A robust workflow to study protein correlated motion from ambient temperature crystallography and total scattering

ACA Annual Meeting: Session 2.1.4 Macromolecular Structure Under Physiological Conditions

Meisburger SP, Ando N.

Abstract

Protein “breathing motions”, or sub-angstrom collective displacements, are thought to play a critical role in functions including allostery, signaling, and catalysis. However, current techniques to study these motions are limited to spectroscopy and computational modeling. We have developed a high-resolution experimental approach based on total scattering (Bragg and diffuse) from protein crystals at ambient temperature (TS/RT-MX). We recently showed that the important lattice disorder contribution to diffuse scattering can separated computationally to reveal internal motion in the case of a model protein crystal system.
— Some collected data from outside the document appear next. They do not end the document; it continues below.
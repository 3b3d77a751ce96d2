//! Email delivery abstraction for verification and reset links.
//!
//! The orchestrator only depends on the [`EmailSender`] trait; the sender
//! decides how to deliver (SMTP, API, etc.) and returns `Ok`/`Err`. Delivery
//! failures are logged by the caller and never fail the originating
//! operation: a registration still succeeds when the mail bounces.
//!
//! The default sender for local dev is [`LogEmailSender`], which logs the
//! payload and returns `Ok(())`.

use anyhow::Result;
use tracing::info;

const APP_NAME: &str = "Varco";

#[derive(Clone, Debug)]
pub struct EmailMessage {
    pub to_email: String,
    pub subject: String,
    pub html_body: String,
}

/// Email delivery abstraction.
pub trait EmailSender: Send + Sync {
    /// Deliver a message or return an error.
    fn send(&self, message: &EmailMessage) -> Result<()>;
}

/// Local dev sender that logs the payload instead of sending real email.
#[derive(Clone, Debug)]
pub struct LogEmailSender;

impl EmailSender for LogEmailSender {
    fn send(&self, message: &EmailMessage) -> Result<()> {
        info!(
            to_email = %message.to_email,
            subject = %message.subject,
            body = %message.html_body,
            "email send stub"
        );
        Ok(())
    }
}

/// Body for the email-verification message.
#[must_use]
pub fn build_verification_email(verify_link: &str) -> String {
    format!(
        r#"<div>
  <h3>{APP_NAME} - Email Verification</h3>
  <p>Click the link below to verify your email address:</p>
  <p><a href="{verify_link}">{verify_link}</a></p>
  <p>This link is only valid for a limited time.</p>
</div>"#
    )
}

/// Body for the password-reset message.
#[must_use]
pub fn build_reset_email(reset_link: &str) -> String {
    format!(
        r#"<div>
  <h3>{APP_NAME} - Password Reset</h3>
  <p>Click the link below to reset your password:</p>
  <p><a href="{reset_link}">{reset_link}</a></p>
  <p>This link is only valid for a limited time.</p>
</div>"#
    )
}
//! In-process user store backed by a mutex-guarded map.
//!
//! Every operation holds the map lock for its whole read-modify-write, which
//! serializes slot consumption the same way the Postgres store's conditional
//! UPDATE does. Used by the test suite and for local development.

use anyhow::Result;
use async_trait::async_trait;
use std::collections::HashMap;
use tokio::sync::Mutex;
use uuid::Uuid;

use super::{CreateOutcome, Role, User, UserStore};

#[derive(Debug, Default)]
pub struct MemoryUserStore {
    users: Mutex<HashMap<String, User>>,
}

impl MemoryUserStore {
    #[must_use]
    pub fn new() -> Self {
        Self::default()
    }
}

#[async_trait]
impl UserStore for MemoryUserStore {
    async fn find_by_email(&self, email: &str) -> Result<Option<User>> {
        let users = self.users.lock().await;
        Ok(users.get(email).cloned())
    }

    async fn find_by_id(&self, id: Uuid) -> Result<Option<User>> {
        let users = self.users.lock().await;
        Ok(users.values().find(|user| user.id == id).cloned())
    }

    async fn create(&self, email: &str, password_hash: &str) -> Result<CreateOutcome> {
        let mut users = self.users.lock().await;
        if users.contains_key(email) {
            return Ok(CreateOutcome::Conflict);
        }

        let user = User {
            id: Uuid::new_v4(),
            email: email.to_string(),
            password_hash: password_hash.to_string(),
            is_active: true,
            role: Role::User,
            is_verified: false,
            refresh_token: None,
            reset_token: None,
            email_verification_token: None,
        };
        users.insert(email.to_string(), user.clone());

        Ok(CreateOutcome::Created(user))
    }

    async fn set_verification_token(&self, id: Uuid, token: &str) -> Result<()> {
        let mut users = self.users.lock().await;
        if let Some(user) = users.values_mut().find(|user| user.id == id) {
            user.email_verification_token = Some(token.to_string());
        }
        Ok(())
    }

    async fn consume_verification_token(&self, email: &str, presented: &str) -> Result<bool> {
        let mut users = self.users.lock().await;
        match users.get_mut(email) {
            Some(user) if user.email_verification_token.as_deref() == Some(presented) => {
                user.is_verified = true;
                user.email_verification_token = None;
                Ok(true)
            }
            _ => Ok(false),
        }
    }

    async fn set_reset_token(&self, id: Uuid, token: &str) -> Result<()> {
        let mut users = self.users.lock().await;
        if let Some(user) = users.values_mut().find(|user| user.id == id) {
            user.reset_token = Some(token.to_string());
        }
        Ok(())
    }

    async fn consume_reset_token(
        &self,
        email: &str,
        presented: &str,
        new_password_hash: &str,
    ) -> Result<bool> {
        let mut users = self.users.lock().await;
        match users.get_mut(email) {
            Some(user) if user.reset_token.as_deref() == Some(presented) => {
                user.password_hash = new_password_hash.to_string();
                user.reset_token = None;
                Ok(true)
            }
            _ => Ok(false),
        }
    }

    async fn set_refresh_token(&self, id: Uuid, token: &str) -> Result<()> {
        let mut users = self.users.lock().await;
        if let Some(user) = users.values_mut().find(|user| user.id == id) {
            user.refresh_token = Some(token.to_string());
        }
        Ok(())
    }

    async fn refresh_token_matches(&self, email: &str, presented: &str) -> Result<bool> {
        let users = self.users.lock().await;
        Ok(users
            .get(email)
            .is_some_and(|user| user.refresh_token.as_deref() == Some(presented)))
    }

    async fn clear_refresh_token(&self, id: Uuid) -> Result<()> {
        let mut users = self.users.lock().await;
        if let Some(user) = users.values_mut().find(|user| user.id == id) {
            user.refresh_token = None;
        }
        Ok(())
    }

    async fn set_role(&self, email: &str, role: Role) -> Result<bool> {
        let mut users = self.users.lock().await;
        match users.get_mut(email) {
            Some(user) => {
                user.role = role;
                Ok(true)
            }
            None => Ok(false),
        }
    }

    async fn set_active(&self, email: &str, is_active: bool) -> Result<bool> {
        let mut users = self.users.lock().await;
        match users.get_mut(email) {
            Some(user) => {
                user.is_active = is_active;
                Ok(true)
            }
            None => Ok(false),
        }
    }

    async fn ping(&self) -> Result<()> {
        Ok(())
    }
}

#[cfg(test)]
mod tests {
    use super::*;

    async fn store_with_user(email: &str) -> (MemoryUserStore, User) {
        let store = MemoryUserStore::new();
        let user = match store.create(email, "hash").await.unwrap() {
            CreateOutcome::Created(user) => user,
            CreateOutcome::Conflict => panic!("fresh store reported conflict"),
        };
        (store, user)
    }

    #[tokio::test]
    async fn create_reports_conflict_on_duplicate() {
        let (store, _user) = store_with_user("a@x.com").await;
        assert!(matches!(
            store.create("a@x.com", "other").await.unwrap(),
            CreateOutcome::Conflict
        ));
    }

    #[tokio::test]
    async fn new_accounts_start_unverified() {
        let (_store, user) = store_with_user("a@x.com").await;
        assert!(!user.is_verified);
        assert!(user.is_active);
        assert_eq!(user.role, Role::User);
        assert!(user.refresh_token.is_none());
    }

    #[tokio::test]
    async fn verification_consumption_is_single_use() {
        let (store, user) = store_with_user("a@x.com").await;
        store.set_verification_token(user.id, "tok").await.unwrap();

        assert!(store.consume_verification_token("a@x.com", "tok").await.unwrap());
        let user = store.find_by_email("a@x.com").await.unwrap().unwrap();
        assert!(user.is_verified);
        assert!(user.email_verification_token.is_none());

        // Slot is empty now, replay fails.
        assert!(!store.consume_verification_token("a@x.com", "tok").await.unwrap());
    }

    #[tokio::test]
    async fn mismatched_token_does_not_mutate() {
        let (store, user) = store_with_user("a@x.com").await;
        store.set_verification_token(user.id, "tok").await.unwrap();

        assert!(!store.consume_verification_token("a@x.com", "other").await.unwrap());
        let user = store.find_by_email("a@x.com").await.unwrap().unwrap();
        assert!(!user.is_verified);
        assert_eq!(user.email_verification_token.as_deref(), Some("tok"));
    }

    #[tokio::test]
    async fn reset_consumption_replaces_password_hash() {
        let (store, user) = store_with_user("a@x.com").await;
        store.set_reset_token(user.id, "tok").await.unwrap();

        assert!(store
            .consume_reset_token("a@x.com", "tok", "new-hash")
            .await
            .unwrap());
        let user = store.find_by_email("a@x.com").await.unwrap().unwrap();
        assert_eq!(user.password_hash, "new-hash");
        assert!(user.reset_token.is_none());

        assert!(!store
            .consume_reset_token("a@x.com", "tok", "another-hash")
            .await
            .unwrap());
    }

    #[tokio::test]
    async fn refresh_comparison_does_not_clear() {
        let (store, user) = store_with_user("a@x.com").await;
        store.set_refresh_token(user.id, "tok").await.unwrap();

        assert!(store.refresh_token_matches("a@x.com", "tok").await.unwrap());
        assert!(store.refresh_token_matches("a@x.com", "tok").await.unwrap());

        // Overwrite invalidates the previous value.
        store.set_refresh_token(user.id, "tok2").await.unwrap();
        assert!(!store.refresh_token_matches("a@x.com", "tok").await.unwrap());
        assert!(store.refresh_token_matches("a@x.com", "tok2").await.unwrap());

        store.clear_refresh_token(user.id).await.unwrap();
        assert!(!store.refresh_token_matches("a@x.com", "tok2").await.unwrap());
    }

    #[tokio::test]
    async fn set_active_toggles_flag_and_keeps_slots() {
        let (store, user) = store_with_user("a@x.com").await;
        store.set_refresh_token(user.id, "tok").await.unwrap();

        assert!(store.set_active("a@x.com", false).await.unwrap());
        let user = store.find_by_email("a@x.com").await.unwrap().unwrap();
        assert!(!user.is_active);
        // The slot survives deactivation.
        assert_eq!(user.refresh_token.as_deref(), Some("tok"));

        assert!(store.set_active("a@x.com", true).await.unwrap());
        let user = store.find_by_email("a@x.com").await.unwrap().unwrap();
        assert!(user.is_active);

        assert!(!store.set_active("missing@x.com", false).await.unwrap());
    }

    #[tokio::test]
    async fn set_role_promotes_existing_user() {
        let (store, _user) = store_with_user("a@x.com").await;
        assert!(store.set_role("a@x.com", Role::Admin).await.unwrap());
        let user = store.find_by_email("a@x.com").await.unwrap().unwrap();
        assert_eq!(user.role, Role::Admin);

        assert!(!store.set_role("missing@x.com", Role::Admin).await.unwrap());
    }
}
We have now developed a more general workflow which we demonstrate using polymorphs of lysozyme. We introduce DISCOBALL, a tool for validating lattice disorder models against a model-free deconvolution of peaks in the 3D-ΔPDF. Using DISCOBALL, we show that elastic vibrations account for the lattice disorder in all polymorphs. In addition, we observe a residual signal from internal motion that is present in all polymorphs and reproducible between nominally identical crystals. Finally, prospects for fitting models of internal motion to the residual TS/RT-MX data are explored.